This chapter talks about the "Vulcan" demo that the NVIDIA demo team created for the launch of the GeForce FX 5900 Ultra. Inspired by the Balrog creature in The Lord of the Rings movies, our goal was to display a monster that would be the source of raging flames, as shown in Figure 6-1. The flames and smoke had to be massive and sometimes overwhelming. Our goal in writing this chapter is to share our experience of how we created the effect and to discuss possible enhancements. In the end, we hope that this exploration will help you to create more sophisticated fire effects in your own applications.

fig06-01.jpg

Figure 6-1 A Screen Capture from the "Vulcan" Demo

6.1 Creating Realistic Flames

When we started working on the demo, we first tried two solutions that looked promising: fully procedural flames and screen-space 2D distortion-based flames.

The fully procedural approach consumed very little memory, yet it created an appealing flame effect. To produce well-defined flames, we had to display thousands of particles, and processing all of those vertices and pixels put a heavy load on the CPU and the GPU. Figure 6-2 shows the effect.

fig06-02.jpg

Figure 6-2 Five Thousand Particles Used to Create Fire

The 2D distortion-based flames used a GPU-generated perturbation function that altered a flame shape to give it a realistic motion. The distortion involved making several render-to-texture passes and shifting 2D texture coordinates. Although it consumed more memory than the particle system technique (because we had to allocate several render targets), the effect is perfect for creating candle-like flames. See Figure 6-3.

fig06-03.jpg

Figure 6-3 A Flame Created Using 2D Flow

The screen-aligned nature of the effect made it sensitive to the camera view angle (constraints were needed for top and bottom views) and to motion in general (moving toward and away from the camera didn't work well in 2D sometimes). Integrating smoke was also a challenge.

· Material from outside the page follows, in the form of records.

//! The connection supervisor: one attempt per boot, observed through a watch channel.

use observability::{LogKind, LogPayload, LogSink};
use serde_json::json;
use std::sync::atomic::{AtomicBool, Ordering};
use std::sync::OnceLock;
use tokio::sync::{mpsc, watch};
use tracing::{debug, info};

use crate::connector::{NodeConnector, StatusReporter};
use crate::locale;
use crate::{BootScreen, ConnectionFailure, ConnectionState, SupervisorError};

/// Drives the single bootstrap connection attempt and owns its read model.
pub struct ConnectionSupervisor {
    locale: String,
    sink: LogSink,
    server: OnceLock<String>,
    started: AtomicBool,
    state: watch::Sender<ConnectionState>,
}

impl ConnectionSupervisor {
    /// Create an idle supervisor. Failures are recorded into `sink`.
    pub fn new(locale: impl Into<String>, sink: LogSink) -> Self {
        let (state, _) = watch::channel(ConnectionState::default());
        Self {
            locale: locale.into(),
            sink,
            server: OnceLock::new(),
            started: AtomicBool::new(false),
            state,
        }
    }

    /// Current read model.
    pub fn state(&self) -> ConnectionState {
        self.state.borrow().clone()
    }

    /// Observe the read model. The receiver always holds the latest state.
    pub fn subscribe(&self) -> watch::Receiver<ConnectionState> {
        self.state.subscribe()
    }

    /// Screen the presentation layer should show right now.
    pub fn screen(&self) -> BootScreen {
        BootScreen::for_state(&self.state.borrow(), &self.default_status())
    }

    /// Localized "connecting to {server}" text for this boot.
    pub fn default_status(&self) -> String {
        let server = self.server.get().map(String::as_str).unwrap_or_default();
        locale::connecting_message(&self.locale, server)
    }

    /// Run the boot attempt against `server`.
    ///
    /// `on_status` sees every status tick in emission order until the attempt
    /// settles. A failure is recorded in the log sink, classified into the
    /// read model, and returned; it is never retried.
    pub async fn begin_attempt<C, F>(
        &self,
        server: &str,
        connector: &C,
        mut on_status: F,
    ) -> Result<(), SupervisorError>
    where
        C: NodeConnector + ?Sized,
        F: FnMut(&str),
    {
        if self.started.swap(true, Ordering::SeqCst) {
            return Err(SupervisorError::AlreadyStarted);
        }

        let _ = self.server.set(server.to_string());
        let default_status = self.default_status();
        self.state.send_modify(|s| s.begin(default_status));
        info!(server = %server, locale = %self.locale, "starting node connection attempt");

        let (tx, mut rx) = mpsc::unbounded_channel::<String>();
        let attempt = connector.connect(server, StatusReporter::new(tx));
        tokio::pin!(attempt);

        let outcome = loop {
            tokio::select! {
                biased;
                Some(text) = rx.recv() => self.apply_status(text, &mut on_status),
                result = &mut attempt => break result,
            }
        };

        // Ticks sent before settlement are still queued; late ones are refused.
        rx.close();
        while let Ok(text) = rx.try_recv() {
            self.apply_status(text, &mut on_status);
        }

        match outcome {
            Ok(()) => {
                self.state.send_modify(ConnectionState::settle_connected);
                info!(server = %server, "node connection established");
                Ok(())
            }
            Err(failure) => {
                self.record_failure(server, &failure);
                self.state.send_modify(|s| s.settle_failed(&failure));
                Err(SupervisorError::Connection(failure))
            }
        }
    }

    fn apply_status(&self, text: String, on_status: &mut impl FnMut(&str)) {
        let mut applied = false;
        self.state.send_if_modified(|s| {
            applied = s.apply_status(&text);
            applied
        });
        if applied {
            debug!(status = %text, "connection status");
            on_status(&text);
        }
    }

    fn record_failure(&self, server: &str, failure: &ConnectionFailure) {
        self.sink.record(
            LogKind::Error,
            LogPayload::Args(vec![
                json!("node connection attempt failed:"),
                json!({
                    "server": server,
                    "failure": failure.kind_label(),
                    "reason": failure.reason(),
                    "syncError": failure.sync_error(),
                }),
            ]),
        );
    }
}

Both procedural techniques have strong advantages, but they didn't meet our goal of creating a believable raging fire with smoke in a real-time, user-controllable environment. So we turned to video-textured sprites to make the fire more realistic. See Figure 6-4. Although full procedural and physically based flame generation is clearly the wave of the future, some cutting-edge movies (such as The Lord of the Rings) still use special effects composed of sprite-based flames.

fig06-04.jpg

Figure 6-4 Three Video-Textured Fire Particles

6.2 Implementing Animated Sprites

In order to create the fire enveloping the Vulcan character, first we needed to decide where the fire was coming from. Using our modeling tool, we placed emitters on the character. Each emitter can be adjusted for size, density (that is, particles per second), texture, particle lifespan, and so on. This flexibility proved very useful, because it allowed us to tweak the fire's appearance to suit our needs. We could then spawn some particles and draw the flames, as shown in Figure 6-5.

fig06-05.jpg

Figure 6-5 Spawning Flames

6.2.1 Animating Flames and Smoke

Because the consumption of texture memory increased rapidly with the number of video textures we used, we had to limit ourselves to three animations: two for flames and one for smoke. At 64 frames each, 192 frames of animation were dedicated to fire and smoke, and 64 were allocated for other use, such as the flying animated spark in the demo. A 3D texture requires that the number of slices (or here, frames) be a power of two, so we used 256 frames. Had we wanted to add more, the minimum increase would have been to 512 frames—doubling the texture-memory footprint of this effect. See Figure 6-6.

fig06-06a.jpg

Figure 6-6 Video Footage Used to Create the Fire Effect

Custom Smoke Generator

At first we thought about using video footage for the smoke as we did for the flames, but it's hard to find suitable footage of a single puff of smoke, with just the right lighting, color, and so on.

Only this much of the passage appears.